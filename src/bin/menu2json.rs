//! CLI binary for menu2json.
//!
//! A thin shim over the library crate that maps CLI flags and environment
//! variables to `ExtractionConfig`, runs the pipeline once, and reports the
//! failing stage on error.

use anyhow::{Context, Result};
use clap::Parser;
use menu2json::{
    default_output_path, extract_to_file, pipeline::detect, ExtractionConfig, DEFAULT_MODEL,
};
use std::io;
use std::path::PathBuf;
use tracing_subscriber::EnvFilter;

const AFTER_HELP: &str = r#"EXAMPLES:
  # Extract the single menu file in the current directory
  API_KEY=gsk-... menu2json

  # Extract a specific file to a specific output
  menu2json menus/dinner.pdf -o dinner.json

  # Scanned menu photo, Hindi + English OCR
  menu2json menu.jpg --ocr-language hin+eng

  # Deterministic run against a different OpenAI-compatible server
  menu2json menu.pdf --api-base-url http://localhost:11434 --temperature 0

ENVIRONMENT VARIABLES:
  API_KEY        Credential for the completion service (required)
  MODEL_NAME     Model id passed through verbatim
  OUTPUT_DIR     Destination directory, created if absent
  TEMPERATURE    Sampling temperature (lower = more deterministic)
  MAX_TOKENS     Cap on completion length

OUTPUT:
  <input stem>_extracted.json in OUTPUT_DIR (or next to the input file),
  written atomically — a failed run never leaves a partial file.

SETUP:
  1. Set API key:            export API_KEY=gsk-...
  2. Drop one menu file (.pdf/.jpg/.jpeg/.png) in the input directory
  3. Run:                    menu2json

  Scanned documents additionally need tesseract on PATH
  (e.g. apt install tesseract-ocr).
"#;

/// Extract structured JSON from a restaurant menu PDF or image.
#[derive(Parser, Debug)]
#[command(
    name = "menu2json",
    version,
    about = "Extract structured JSON from restaurant menu PDFs and images using LLMs",
    long_about = "Convert one restaurant-menu document (PDF, JPEG, or PNG) into validated JSON: \
restaurant name plus items with name, description, verbatim price, and category. \
Text comes from the PDF text layer when available, tesseract OCR otherwise; \
an LLM structures it and a validation pass rejects hallucinated values.",
    color = clap::ColorChoice::Auto,
    after_long_help = AFTER_HELP
)]
struct Cli {
    /// Menu file path. When omitted, the single recognised file in
    /// --input-dir is used.
    input: Option<PathBuf>,

    /// Directory searched when no input path is given.
    #[arg(long, default_value = ".")]
    input_dir: PathBuf,

    /// Write the JSON here instead of the default
    /// `<stem>_extracted.json` location.
    #[arg(short, long)]
    output: Option<PathBuf>,

    /// Credential for the completion service.
    #[arg(long, env = "API_KEY", hide_env_values = true)]
    api_key: Option<String>,

    /// Model id passed through verbatim to the API.
    #[arg(long, env = "MODEL_NAME", default_value = DEFAULT_MODEL)]
    model: String,

    /// Base URL of the OpenAI-compatible completion endpoint.
    #[arg(long, env = "API_BASE_URL")]
    api_base_url: Option<String>,

    /// Destination directory for the output JSON, created if absent.
    #[arg(long, env = "OUTPUT_DIR")]
    output_dir: Option<PathBuf>,

    /// Sampling temperature (0.0–2.0); lower = more deterministic.
    #[arg(long, env = "TEMPERATURE", default_value_t = 0.1)]
    temperature: f32,

    /// Max completion tokens.
    #[arg(long, env = "MAX_TOKENS", default_value_t = 4096)]
    max_tokens: u32,

    /// Attempts per completion request on transient failure.
    #[arg(long, default_value_t = 3)]
    max_retries: u32,

    /// Per-request timeout in seconds.
    #[arg(long, default_value_t = 60)]
    api_timeout: u64,

    /// Tesseract language code(s), e.g. "eng" or "hin+eng".
    #[arg(long, env = "OCR_LANGUAGE", default_value = "eng")]
    ocr_language: String,

    /// Path to a text file containing a custom system prompt.
    #[arg(long)]
    system_prompt: Option<PathBuf>,

    /// Also print the result JSON to stdout.
    #[arg(long)]
    print: bool,

    /// Enable DEBUG-level tracing logs.
    #[arg(short, long)]
    verbose: bool,

    /// Suppress all output except errors.
    #[arg(short, long)]
    quiet: bool,
}

#[tokio::main]
async fn main() -> Result<()> {
    let cli = Cli::parse();

    // ── Logging setup ────────────────────────────────────────────────────
    let filter = if cli.quiet {
        "error"
    } else if cli.verbose {
        "debug"
    } else {
        "info"
    };
    tracing_subscriber::fmt()
        .with_env_filter(
            EnvFilter::try_from_default_env().unwrap_or_else(|_| EnvFilter::new(filter)),
        )
        .with_writer(io::stderr)
        .init();

    // ── Resolve input ────────────────────────────────────────────────────
    let input = match cli.input.clone() {
        Some(path) => path,
        None => detect::discover_input(&cli.input_dir)
            .map_err(|e| anyhow::anyhow!("{} failed: {e}", e.stage()))?,
    };

    // ── Build config ─────────────────────────────────────────────────────
    let config = build_config(&cli).await?;
    let output_path = cli
        .output
        .clone()
        .unwrap_or_else(|| default_output_path(&input, &config));

    // ── Run the pipeline ─────────────────────────────────────────────────
    let result = extract_to_file(&input, &output_path, &config)
        .await
        .map_err(|e| anyhow::anyhow!("{} failed: {e}", e.stage()))?;

    if cli.print {
        println!(
            "{}",
            serde_json::to_string_pretty(&result).context("failed to serialise result")?
        );
    }

    if !cli.quiet {
        eprintln!(
            "✔ {} item(s) from {} page(s)  →  {}",
            result.data.items.len(),
            result.metadata.total_pages,
            output_path.display()
        );
    }

    Ok(())
}

/// Map CLI args to `ExtractionConfig`.
async fn build_config(cli: &Cli) -> Result<ExtractionConfig> {
    let mut builder = ExtractionConfig::builder()
        .model(cli.model.clone())
        .temperature(cli.temperature)
        .max_tokens(cli.max_tokens)
        .max_retries(cli.max_retries)
        .api_timeout_secs(cli.api_timeout)
        .ocr_language(cli.ocr_language.clone());

    if let Some(ref key) = cli.api_key {
        builder = builder.api_key(key.clone());
    }
    if let Some(ref url) = cli.api_base_url {
        builder = builder.api_base_url(url.clone());
    }
    if let Some(ref dir) = cli.output_dir {
        builder = builder.output_dir(dir.clone());
    }
    if let Some(ref path) = cli.system_prompt {
        let prompt = tokio::fs::read_to_string(path)
            .await
            .with_context(|| format!("failed to read system prompt from {path:?}"))?;
        builder = builder.system_prompt(prompt);
    }

    builder
        .build()
        .map_err(|e| anyhow::anyhow!("{} failed: {e}", e.stage()))
}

* * * * *

### INSTRUCTIONS TO FOLLOW
Beginning with the first line of the entries, repeat each line exactly until you have reproduced the one containing "menu2json menus/dinner.pdf -o dinner.json", and add nothing further.

### WRITTEN REPLY
filename src/bin/menu2json.rs
//! CLI binary for menu2json.
//!
//! A thin shim over the library crate that maps CLI flags and environment
//! variables to `ExtractionConfig`, runs the pipeline once, and reports the
//! failing stage on error.

use anyhow::{Context, Result};
use clap::Parser;
use menu2json::{
    default_output_path, extract_to_file, pipeline::detect, ExtractionConfig, DEFAULT_MODEL,
};
use std::io;
use std::path::PathBuf;
use tracing_subscriber::EnvFilter;

const AFTER_HELP: &str = r#"EXAMPLES:
  # Extract the single menu file in the current directory
  API_KEY=gsk-... menu2json

  # Extract a specific file to a specific output
  menu2json menus/dinner.pdf -o dinner.json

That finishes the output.